I asked if the parents can't afford to feed them as babies how would they be able to afford three growing four-year-olds when they are supposed to get them back? Again, no answer. There may be a darker reason behind the state's removal of triplets. Kim Jong-il, whose death in December caused millions in the world's last Stalinist state to weep openly, is reported to have feared an astrologer's prediction that a triplet would assassinate him. The regime tells its people that they live in a paradise, they have nothing to envy and with no access to the outside world they believe it. The disconnect between the state's mass brainwashing and the dysfunctional reality is at its darkest in the maternity hospital, a huge Stalinist concrete block. It smelled, not of disinfectant, but of musty neglect.

All North Koreans are allowed to have their first born in the hospital, a privilege that seemed like a curse. It was a living museum. They gave us a demonstration of a 1960s machine which,Promat solid RUBBER MATS are the softest mats on the market! our guides told us,Find everything you need to know about kidney stone including causes. could cure infertility. It looked like a bad confidence trick. The hospital's take on patient choice was medieval. Mothers have to give birth alone and aren't allowed to meet with any family or even their husbands for at least a week after. The only contact they have is through little booths with phones like the ones in American prison dramas except the mothers aren't behind glass but on a TV screen. The explanation for this isolation is to prevent infection, yet rubber gloves, disinfectant or hand soap did not seem to be deemed necessary.

In the maternity hospital I saw no disabled children. They told me they are cared for in special homes. Six years ago Dr Ri Kwang-Chol, who defected from the North to the South, claimed that babies that were born with physical defects were put to death and buried. I had no way of verifying that but in five days in Pyongyang and three in the countryside no one in our party of 15 (all students, on a 'fact finding trip') – Britons, Italians and others – saw a disabled person. Where are they? Dr Ri's claim of state infanticide does not seem far-fetched.

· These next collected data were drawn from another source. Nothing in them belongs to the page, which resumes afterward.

//! `scenes` command: search satellite scenes over an area.

use super::common::{format_cloud, print_json, resolve_bbox, DateArgs, OutputFormat};
use crate::error::CliError;
use crate::runner::CliRunner;
use bloomwatch::service::ServiceError;
use clap::Args;
use futures::{pin_mut, TryStreamExt};

#[derive(Debug, Args)]
pub struct ScenesArgs {
    /// Bounding box as min_lon,min_lat,max_lon,max_lat
    #[arg(long, allow_hyphen_values = true)]
    pub bbox: String,

    #[command(flatten)]
    pub dates: DateArgs,

    /// Drop scenes cloudier than this percentage (default from config)
    #[arg(long)]
    pub max_cloud: Option<f64>,

    /// Stop after this many scenes (default from config)
    #[arg(long)]
    pub limit: Option<usize>,

    #[arg(long, value_enum, default_value_t)]
    pub format: OutputFormat,
}

pub async fn run(runner: &CliRunner, args: ScenesArgs) -> Result<(), CliError> {
    runner.log_startup("scenes");
    let bbox = resolve_bbox(&args.bbox)?;
    let range = args.dates.to_range()?;
    let service = runner.create_service()?;

    let scenes = service
        .scene_stream(&bbox, &range, args.max_cloud, args.limit)
        .map_err(ServiceError::from);
    pin_mut!(scenes);

    match args.format {
        OutputFormat::Json => {
            let scenes: Vec<_> = scenes.try_collect().await?;
            print_json(&scenes)?;
        }
        OutputFormat::Text => {
            println!("Scenes over {} for {}", bbox, range);
            let mut count = 0;
            while let Some(scene) = scenes.try_next().await? {
                count += 1;
                println!(
                    "  {}  {}  cloud {}  {} asset(s)",
                    scene.acquisition_day(),
                    scene.scene_id,
                    format_cloud(scene.cloud_cover_pct),
                    scene.asset_urls.len()
                );
            }
            println!("{} scene(s)", count);
        }
    }
    Ok(())
}
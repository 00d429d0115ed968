//! Source traits the aggregator fans out to.
//!
//! Each upstream client implements one of these; tests substitute fakes.

use crate::geo::{BBox, DateRange};
use crate::inference::{ClassificationResult, InferenceClient, InferenceError};
use crate::layers::{LayerCatalogClient, LayerDescriptor, LayerError};
use crate::scenes::{CatalogError, SatelliteCatalogClient, SceneRecord};
use crate::upstream::AsyncHttpClient;
use std::future::Future;
use std::sync::Arc;

/// Resolves layer identifiers to descriptors.
pub trait LayerSource: Send + Sync {
    fn get_layer(
        &self,
        layer_id: &str,
    ) -> impl Future<Output = Result<LayerDescriptor, LayerError>> + Send;
}

/// Finds scenes over an area and period, most recent first.
pub trait SceneSource: Send + Sync {
    fn fetch_scenes(
        &self,
        bbox: &BBox,
        date_range: &DateRange,
        max_cloud_cover_pct: f64,
        max_results: usize,
    ) -> impl Future<Output = Result<Vec<SceneRecord>, CatalogError>> + Send;
}

/// Classifies an image payload.
pub trait Classifier: Send + Sync {
    fn classify(
        &self,
        image: &[u8],
    ) -> impl Future<Output = Result<ClassificationResult, InferenceError>> + Send;
}

impl<C: AsyncHttpClient> LayerSource for LayerCatalogClient<C> {
    async fn get_layer(&self, layer_id: &str) -> Result<LayerDescriptor, LayerError> {
        LayerCatalogClient::get_layer(self, layer_id).await
    }
}

impl<C: AsyncHttpClient> SceneSource for SatelliteCatalogClient<C> {
    async fn fetch_scenes(
        &self,
        bbox: &BBox,
        date_range: &DateRange,
        max_cloud_cover_pct: f64,
        max_results: usize,
    ) -> Result<Vec<SceneRecord>, CatalogError> {
        SatelliteCatalogClient::fetch_scenes(self, bbox, date_range, max_cloud_cover_pct, max_results)
            .await
    }
}

impl<C: AsyncHttpClient> Classifier for InferenceClient<C> {
    async fn classify(&self, image: &[u8]) -> Result<ClassificationResult, InferenceError> {
        InferenceClient::classify(self, image).await
    }
}

impl<T: LayerSource> LayerSource for Arc<T> {
    fn get_layer(
        &self,
        layer_id: &str,
    ) -> impl Future<Output = Result<LayerDescriptor, LayerError>> + Send {
        (**self).get_layer(layer_id)
    }
}

impl<T: SceneSource> SceneSource for Arc<T> {
    fn fetch_scenes(
        &self,
        bbox: &BBox,
        date_range: &DateRange,
        max_cloud_cover_pct: f64,
        max_results: usize,
    ) -> impl Future<Output = Result<Vec<SceneRecord>, CatalogError>> + Send {
        (**self).fetch_scenes(bbox, date_range, max_cloud_cover_pct, max_results)
    }
}

impl<T: Classifier> Classifier for Arc<T> {
    fn classify(
        &self,
        image: &[u8],
    ) -> impl Future<Output = Result<ClassificationResult, InferenceError>> + Send {
        (**self).classify(image)
    }
}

The buildings in this city can be divided into three types of architecture: sixties Bond-film villain buildings, Soviet-style housing blocks and buildings that would look at home in Thunderbirds. Individual action does not exist. Everybody moves in blocs. We saw clusters of hundreds of people huddled together raking the mud or on their knees combing scraps of grass.How is TMJ pain treated?Ekahau RTLS is the only Wi-Fi based real time Location system solution that operates on any brand or generation of Wi-Fi network. Even visits to the war museum, where residents learn how the "American imperial aggressors" bowed down in front of the Korean people, are arranged by factory.

In regular cities the bulk of the people are on the road, in cars, taxis or on buses. In Pyongyang, it's the pavements that are full of people, who hurry away from you like a shoal of fish from a swimmer. The people of this city are especially selected to live there. Everyone looks the same; the women, with jet-black hair swept back, all share the same hairstyle. They all dress in dark colours and pre-war fabrics. In Pyongyang, no one wears jeans. But there is the odd puncture of colour, the female traffic cops, rumoured to have been chosen by Kim Il-sung himself for their beauty, stand out in the their blue coats, painted faces and knee-high boots flashing a rare sight of leg.